За  Рождеством неизменно наступали холода. Были дни, когда из-за морозов отменялись занятия в школе, а в дом заносились корзины с курами, которые  неслись яйцами без скорлупы. Отец дольше топил печь, проверяя ладонью температуру  радиаторов, и вставал среди ночи, чтоб впустить скребущего в дверь кота.
«В феврале у нас в оконце засверкало ярче солнце!»- напоминал мне отец и я сажал в горшок разбухшую в воде горошину.   Длиннее становились сосульки,  чаще стучала по подоконнику  капель.  На снегу  появлялись  тонкие хрустальные льдинки.  Наливался соком проросший из земли  стебелек.

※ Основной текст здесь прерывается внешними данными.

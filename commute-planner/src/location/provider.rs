//! The location provider abstraction and the fixed default provider.

use std::time::Duration;

use async_trait::async_trait;

use crate::domain::{Coordinate, LocationCandidate};

use super::error::ProviderFailure;

/// Default per-attempt timeout for network providers.
pub const DEFAULT_PROVIDER_TIMEOUT: Duration = Duration::from_secs(10);

/// Center of the target metro area (downtown Seattle).
pub const DEFAULT_COORDINATE: Coordinate = Coordinate {
    lat: 47.6062,
    lon: -122.3321,
};

/// A source of the traveller's current location.
///
/// Providers are capability-equivalent: the resolver holds an ordered list
/// of them and takes the first success.
#[async_trait]
pub trait LocationProvider: Send + Sync {
    /// Short name used in logs and diagnostics.
    fn name(&self) -> &'static str;

    /// Time budget for one attempt.
    fn timeout(&self) -> Duration {
        DEFAULT_PROVIDER_TIMEOUT
    }

    /// Try once to produce a location.
    async fn locate(&self) -> Result<LocationCandidate, ProviderFailure>;
}

/// Always answers with a fixed coordinate.
///
/// Used as the last link in the chain so that resolution only fails when
/// the chain has been configured without it.
#[derive(Debug, Clone, Copy)]
pub struct FixedLocationProvider {
    coordinate: Coordinate,
}

impl FixedLocationProvider {
    pub fn new(coordinate: Coordinate) -> Self {
        Self { coordinate }
    }
}

impl Default for FixedLocationProvider {
    fn default() -> Self {
        Self::new(DEFAULT_COORDINATE)
    }
}

#[async_trait]
impl LocationProvider for FixedLocationProvider {
    fn name(&self) -> &'static str {
        "default"
    }

    async fn locate(&self) -> Result<LocationCandidate, ProviderFailure> {
        Ok(LocationCandidate::from(self.coordinate))
    }
}

#[cfg(test)]
mod tests {
    use super::*;

    #[tokio::test]
    async fn default_provider_returns_metro_center() {
        let provider = FixedLocationProvider::default();
        let loc = provider.locate().await.unwrap();
        assert_eq!(loc.as_str(), "47.606200,-122.332100");
        assert_eq!(provider.timeout(), DEFAULT_PROVIDER_TIMEOUT);
    }
}
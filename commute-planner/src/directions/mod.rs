//! Directions provider client.
//!
//! This module provides an HTTP client for a Google-Directions-shaped API
//! and the transit query layer built on top of it.
//!
//! Key characteristics of the provider:
//! - Times are epoch seconds; walking legs carry no departure/arrival time
//! - A payload `status` other than "OK" signals failure even on HTTP 200
//! - Step instructions carry a small amount of HTML markup

mod client;
mod convert;
mod error;
pub mod mock;
mod query;
mod types;

pub use client::{
    DepartAt, DirectionsApi, DirectionsClient, DirectionsConfig, DirectionsRequest, RequestMode,
};
pub use convert::{ConversionError, convert_route, convert_routes, line_info, sanitize_instructions};
pub use error::DirectionsError;
pub use query::{RouteQueryClient, RouteQueryError, RouteSource};
pub use types::{
    DirectionsResponse, Leg, LegStep, Route, TextValue, TimeValue, TransitDetails, TransitLine,
    Vehicle,
};
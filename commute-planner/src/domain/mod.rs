//! Domain types for the commute planner.
//!
//! Itineraries and locations enforce their invariants at construction
//! time, so code that receives them can trust their validity.

mod error;
mod itinerary;
mod location;
mod time;

pub use error::DomainError;
pub use itinerary::{Itinerary, Step, TravelMode};
pub use location::{Coordinate, InvalidLocation, LocationCandidate};
pub use time::{Clock, FixedClock, SystemClock};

 Оседал и таял снег во дворе,  протачивали узкие, извилистые канавки.  Некоторое время спустя за воротами разливались первые лужи.  В конце марта  соседи начинали отводить от домов воду, направляя ее в одну колею. С этого времени все внимание детей было приковано к ручью. По утрам они скалывали с него лопатами лед, расчищали русло и, когда течение набирало силу, запускали первые, выструганные из щепок, лодочки, на которых выжигали линзами буквы. День ото дня ручей ширился и набирал силу.  Лодочки и кораблики продвигались по нему  с такой скоростью, что мальчишки едва успевали за ними угнаться. Проскочив препятствия и поворот, самые быстроходные «байдарки» вливались в бурлящий поток  улицы Малая Армавирская и неслись в сторону оврага.    Самые отважные и любопытные, как Сема Купорос, рискуя увязнуть  в глине, спускали на дно рва плоты и отправлялись вслед за исчезнувшими в  водовороте  лодочками.   Солнце светило с каждым днем ярче и радостней. На крыше можно было выжигать лупой на дощечке рисунки и буквы, наблюдать, как забираются в синюю высь  белые птицы. Голуби особо ценились среди угрюмого поселкового люда, сполна отведавшего лагерной жизни, олицетворяя для них волю и свободу.   
Однажды  к нам в сумерках заявились  голубятники, представившиеся «огоньковскими» (отца и брата дома не было).  Я слышал, как глухой голос в сенях  предупреждал мать, что, если они узнают, кто украл их голубей, то зарежут. «Маленьким» я видел, как сосед-татарин приходил к нам с ножом резать курицу. Именно такой большой нож я и представил.
- Отпускай чужих голубей и прекращай шататься допоздна – посадят, –  не на шутку разгневался отец, узнав последние новости.
- За что меня посадят? – огрызнулся брат.
- За что,  – усмехнулся отец. – Да у нас половина заключенных сидит ни за что! Все тюрьмы битком. Имей в виду:  милиции даны неограниченные права.  Попадешь в их лапы – отобьют все внутренности. Мой ученик получил первую стипендию и залез пьяный спать в кабину грузовика. Утром его забрали  и заставили признаться в попытке угона. Он оговорил себя, думал, что получит условное наказание. А суд вынес приговор: три года общего режима! Машина-то государственная!..  С соседней улицы парня в милиции убили. Он дурачок безобидный был, в жизни пальцем никого не тронул, а забрел в ювелирный магазин, пялился там долго на витрины. Продавцы вызвали наряд. В отделении его забили насмерть. Он путался в ответах, улыбался. А эти собаки не поняли, что он дебил… И ничего им за это  не будет!
Отец, вернувшись с войны,  несколько лет прожил в одном из бараков, доставшихся городу в наследство от  колонии, где и повидал  блатного  люда. Поэтому в следующий раз, когда к дому подошли  приблатненные птичники, он, недолго думая, зарядил двухстволку и   выстрелил  в форточку поверх их голов.